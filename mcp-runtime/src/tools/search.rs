//! `search` / `fetch`: the two single-parameter entry points MCP connector
//! clients expect, plus the richer `search_dashboards` alias.

use grafana_mcp_core::envelope::EnvelopeSpec;
use grafana_mcp_core::error::{Error, Result};
use serde_json::{Map, Value, json};
use url::Url;

use crate::args::{arg_optional_string, arg_string, echo, path_segment, required_string};
use crate::registry::{ParamKind, ParamSpec, ToolContext, ToolDescriptor, ToolFuture};

pub const SEARCH_RESULTS: EnvelopeSpec = EnvelopeSpec::new("dashboard_search_results", "dashboards");
pub const FETCHED_DASHBOARD: EnvelopeSpec = EnvelopeSpec::object("dashboard");

pub fn descriptors() -> Vec<ToolDescriptor> {
    vec![
        ToolDescriptor::new(
            "search",
            "Search Grafana",
            "General purpose search used by MCP connector clients. Returns matching dashboard \
             metadata with a total count and the query that produced it.",
            SEARCH_RESULTS,
            search,
        )
        .with_param(ParamSpec::required(
            "query",
            ParamKind::String,
            "Free-text query; empty matches every dashboard",
        )),
        ToolDescriptor::new(
            "search_dashboards",
            "Search dashboards",
            "Search Grafana dashboards by a query string. Returns matching dashboards, the total \
             count and the query.",
            SEARCH_RESULTS,
            search,
        )
        .with_param(ParamSpec::required(
            "query",
            ParamKind::String,
            "Free-text query; empty matches every dashboard",
        )),
        ToolDescriptor::new(
            "fetch",
            "Fetch Grafana resource",
            "Retrieve a Grafana resource using an identifier returned by search. Supports \
             dashboards by UID, numeric ID or dashboard URL.",
            FETCHED_DASHBOARD,
            fetch,
        )
        .with_param(ParamSpec::required(
            "id",
            ParamKind::String,
            "Dashboard UID, numeric ID or URL",
        ))
        .with_param(ParamSpec::optional("uid", ParamKind::String, "Explicit dashboard UID"))
        .with_param(ParamSpec::optional("url", ParamKind::String, "Dashboard URL"))
        .with_param(ParamSpec::optional(
            "type",
            ParamKind::String,
            "Resource type; only dashboards (dash-db) are supported",
        )),
    ]
}

fn search<'a>(ctx: &'a ToolContext, args: &'a Map<String, Value>) -> ToolFuture<'a> {
    Box::pin(async move {
        let query = arg_string(args, "query", "")?;
        let mut params = vec![("type".to_string(), "dash-db".to_string())];
        if !query.is_empty() {
            params.push(("query".to_string(), query.clone()));
        }
        let raw = ctx.client().get_json("/search", &params).await?;
        let dashboards = if raw.is_array() { raw } else { json!([]) };
        Ok(ctx.respond(dashboards, echo([("query", Value::String(query))])))
    })
}

#[derive(Debug, PartialEq, Eq)]
enum DashboardLookup {
    Uid(String),
    NumericId(String),
}

impl DashboardLookup {
    fn path(&self) -> String {
        match self {
            Self::Uid(uid) => format!("/dashboards/uid/{uid}"),
            Self::NumericId(id) => format!("/dashboards/id/{id}"),
        }
    }
}

/// `/d/<uid>/...`, `/d-solo/<uid>/...`, `.../dashboards/uid/<uid>` or
/// `.../dashboards/id/<n>`. Relative paths are accepted.
fn lookup_from_url(raw: &str) -> Option<DashboardLookup> {
    let path = match Url::parse(raw) {
        Ok(url) => url.path().to_string(),
        Err(_) => raw.split(['?', '#']).next().unwrap_or_default().to_string(),
    };
    let segments: Vec<&str> = path.split('/').filter(|s| !s.is_empty()).collect();

    if let [first, uid, ..] = segments.as_slice()
        && matches!(*first, "d" | "d-solo")
    {
        return Some(DashboardLookup::Uid((*uid).to_string()));
    }
    segments.windows(3).find_map(|window| match window {
        ["dashboards", "uid", uid] => Some(DashboardLookup::Uid((*uid).to_string())),
        ["dashboards", "id", id] if id.chars().all(|c| c.is_ascii_digit()) => {
            Some(DashboardLookup::NumericId((*id).to_string()))
        }
        _ => None,
    })
}

fn resolve_lookup(
    id: &str,
    uid: Option<String>,
    url: Option<String>,
) -> Result<DashboardLookup> {
    if let Some(uid) = uid {
        return Ok(DashboardLookup::Uid(path_segment("uid", &uid)?));
    }
    if let Some(lookup) = url.as_deref().and_then(lookup_from_url) {
        return validated(lookup);
    }
    if !id.is_empty() && id.chars().all(|c| c.is_ascii_digit()) {
        return Ok(DashboardLookup::NumericId(id.to_string()));
    }
    if id.contains('/') {
        return lookup_from_url(id).map(validated).unwrap_or_else(|| {
            Err(Error::validation(
                "id",
                "could not find a dashboard UID or ID in the given URL",
            ))
        });
    }
    Ok(DashboardLookup::Uid(path_segment("id", id)?))
}

fn validated(lookup: DashboardLookup) -> Result<DashboardLookup> {
    match lookup {
        DashboardLookup::Uid(uid) => Ok(DashboardLookup::Uid(path_segment("id", &uid)?)),
        numeric => Ok(numeric),
    }
}

fn fetch<'a>(ctx: &'a ToolContext, args: &'a Map<String, Value>) -> ToolFuture<'a> {
    Box::pin(async move {
        let id = required_string(args, "id")?;
        let kind = arg_optional_string(args, "type")?
            .unwrap_or_else(|| "dash-db".to_string())
            .to_ascii_lowercase();
        if !matches!(kind.as_str(), "dash-db" | "dashboard" | "dashboards") {
            return Err(Error::validation(
                "type",
                format!("unsupported resource type '{kind}' for fetch"),
            ));
        }

        let lookup = resolve_lookup(
            &id,
            arg_optional_string(args, "uid")?,
            arg_optional_string(args, "url")?,
        )?;
        tracing::debug!(event = "tool.fetch", lookup = ?lookup);
        let raw = ctx.client().get_json(&lookup.path(), &[]).await?;
        if let (DashboardLookup::Uid(uid), Value::Object(_)) = (&lookup, &raw) {
            ctx.session().cache_dashboard(uid, raw.clone());
        }
        Ok(ctx.respond(raw, echo([("id", Value::String(id))])))
    })
}
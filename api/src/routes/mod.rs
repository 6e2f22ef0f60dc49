use axum::http::HeaderMap;
use grafana_mcp_core::config::RequestHeaders;

pub mod health;
pub mod sse;
pub mod streamable;

/// Copy the textual request headers into the form the config resolver reads.
pub(crate) fn request_headers(headers: &HeaderMap) -> RequestHeaders {
    RequestHeaders::from_pairs(headers.iter().filter_map(|(name, value)| {
        value
            .to_str()
            .ok()
            .map(|value| (name.as_str().to_string(), value.to_string()))
    }))
}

::::

The records above are to be restated word for word, in full.

filename mcp-runtime/src/tools/search.rs
//! `search` / `fetch`: the two single-parameter entry points MCP connector
//! clients expect, plus the richer `search_dashboards` alias.

use grafana_mcp_core::envelope::EnvelopeSpec;
use grafana_mcp_core::error::{Error, Result};
use serde_json::{Map, Value, json};
use url::Url;

use crate::args::{arg_optional_string, arg_string, echo, path_segment, required_string};
use crate::registry::{ParamKind, ParamSpec, ToolContext, ToolDescriptor, ToolFuture};

pub const SEARCH_RESULTS: EnvelopeSpec = EnvelopeSpec::new("dashboard_search_results", "dashboards");
pub const FETCHED_DASHBOARD: EnvelopeSpec = EnvelopeSpec::object("dashboard");

pub fn descriptors() -> Vec<ToolDescriptor> {
    vec![
        ToolDescriptor::new(
            "search",
            "Search Grafana",
            "General purpose search used by MCP connector clients. Returns matching dashboard \
             metadata with a total count and the query that produced it.",
            SEARCH_RESULTS,
            search,
        )
        .with_param(ParamSpec::required(
            "query",
            ParamKind::String,
            "Free-text query; empty matches every dashboard",
        )),
        ToolDescriptor::new(
            "search_dashboards",
            "Search dashboards",
            "Search Grafana dashboards by a query string. Returns matching dashboards, the total \
             count and the query.",
            SEARCH_RESULTS,
            search,
        )
        .with_param(ParamSpec::required(
            "query",
            ParamKind::String,
            "Free-text query; empty matches every dashboard",
        )),
        ToolDescriptor::new(
            "fetch",
            "Fetch Grafana resource",
            "Retrieve a Grafana resource using an identifier returned by search. Supports \
             dashboards by UID, numeric ID or dashboard URL.",
            FETCHED_DASHBOARD,
            fetch,
        )
        .with_param(ParamSpec::required(
            "id",
            ParamKind::String,
            "Dashboard UID, numeric ID or URL",
        ))
        .with_param(ParamSpec::optional("uid", ParamKind::String, "Explicit dashboard UID"))
        .with_param(ParamSpec::optional("url", ParamKind::String, "Dashboard URL"))
        .with_param(ParamSpec::optional(
            "type",
            ParamKind::String,
            "Resource type; only dashboards (dash-db) are supported",
        )),
    ]
}

fn search<'a>(ctx: &'a ToolContext, args: &'a Map<String, Value>) -> ToolFuture<'a> {
    Box::pin(async move {
        let query = arg_string(args, "query", "")?;
        let mut params = vec![("type".to_string(), "dash-db".to_string())];
        if !query.is_empty() {
            params.push(("query".to_string(), query.clone()));
        }
        let raw = ctx.client().get_json("/search", &params).await?;
        let dashboards = if raw.is_array() { raw } else { json!([]) };
        Ok(ctx.respond(dashboards, echo([("query", Value::String(query))])))
    })
}

#[derive(Debug, PartialEq, Eq)]
enum DashboardLookup {
    Uid(String),
    NumericId(String),
}

impl DashboardLookup {
    fn path(&self) -> String {
        match self {
            Self::Uid(uid) => format!("/dashboards/uid/{uid}"),
            Self::NumericId(id) => format!("/dashboards/id/{id}"),
        }
    }
}

/// `/d/<uid>/...`, `/d-solo/<uid>/...`, `.../dashboards/uid/<uid>` or
/// `.../dashboards/id/<n>`. Relative paths are accepted.
fn lookup_from_url(raw: &str) -> Option<DashboardLookup> {
    let path = match Url::parse(raw) {
        Ok(url) => url.path().to_string(),
        Err(_) => raw.split(['?', '#']).next().unwrap_or_default().to_string(),
    };
    let segments: Vec<&str> = path.split('/').filter(|s| !s.is_empty()).collect();

    if let [first, uid, ..] = segments.as_slice()
        && matches!(*first, "d" | "d-solo")
    {
        return Some(DashboardLookup::Uid((*uid).to_string()));
    }
    segments.windows(3).find_map(|window| match window {
        ["dashboards", "uid", uid] => Some(DashboardLookup::Uid((*uid).to_string())),
        ["dashboards", "id", id] if id.chars().all(|c| c.is_ascii_digit()) => {
            Some(DashboardLookup::NumericId((*id).to_string()))
        }
        _ => None,
    })
}

fn resolve_lookup(
    id: &str,
    uid: Option<String>,
    url: Option<String>,
) -> Result<DashboardLookup> {
    if let Some(uid) = uid {
        return Ok(DashboardLookup::Uid(path_segment("uid", &uid)?));
    }
    if let Some(lookup) = url.as_deref().and_then(lookup_from_url) {
        return validated(lookup);
    }
    if !id.is_empty() && id.chars().all(|c| c.is_ascii_digit()) {
        return Ok(DashboardLookup::NumericId(id.to_string()));
    }
    if id.contains('/') {
        return lookup_from_url(id).map(validated).unwrap_or_else(|| {
            Err(Error::validation(
                "id",
                "could not find a dashboard UID or ID in the given URL",
            ))
        });
    }
    Ok(DashboardLookup::Uid(path_segment("id", id)?))
}

fn validated(lookup: DashboardLookup) -> Result<DashboardLookup> {
    match lookup {
        DashboardLookup::Uid(uid) => Ok(DashboardLookup::Uid(path_segment("id", &uid)?)),
        numeric => Ok(numeric),
    }
}

fn fetch<'a>(ctx: &'a ToolContext, args: &'a Map<String, Value>) -> ToolFuture<'a> {
    Box::pin(async move {
        let id = required_string(args, "id")?;
        let kind = arg_optional_string(args, "type")?
            .unwrap_or_else(|| "dash-db".to_string())
            .to_ascii_lowercase();
        if !matches!(kind.as_str(), "dash-db" | "dashboard" | "dashboards") {
            return Err(Error::validation(
                "type",
                format!("unsupported resource type '{kind}' for fetch"),
            ));
        }

        let lookup = resolve_lookup(
            &id,
            arg_optional_string(args, "uid")?,
            arg_optional_string(args, "url")?,
        )?;
        tracing::debug!(event = "tool.fetch", lookup = ?lookup);
        let raw = ctx.client().get_json(&lookup.path(), &[]).await?;
        if let (DashboardLookup::Uid(uid), Value::Object(_)) = (&lookup, &raw) {
            ctx.session().cache_dashboard(uid, raw.clone());
        }
        Ok(ctx.respond(raw, echo([("id", Value::String(id))])))
    })
}
filename api/src/routes/mod.rs
repository 6e2f22ef0f60dc49
use axum::http::HeaderMap;
use grafana_mcp_core::config::RequestHeaders;

pub mod health;
pub mod sse;
pub mod streamable;

/// Copy the textual request headers into the form the config resolver reads.
pub(crate) fn request_headers(headers: &HeaderMap) -> RequestHeaders {
    RequestHeaders::from_pairs(headers.iter().filter_map(|(name, value)| {
        value
            .to_str()
            .ok()
            .map(|value| (name.as_str().to_string(), value.to_string()))
    }))
}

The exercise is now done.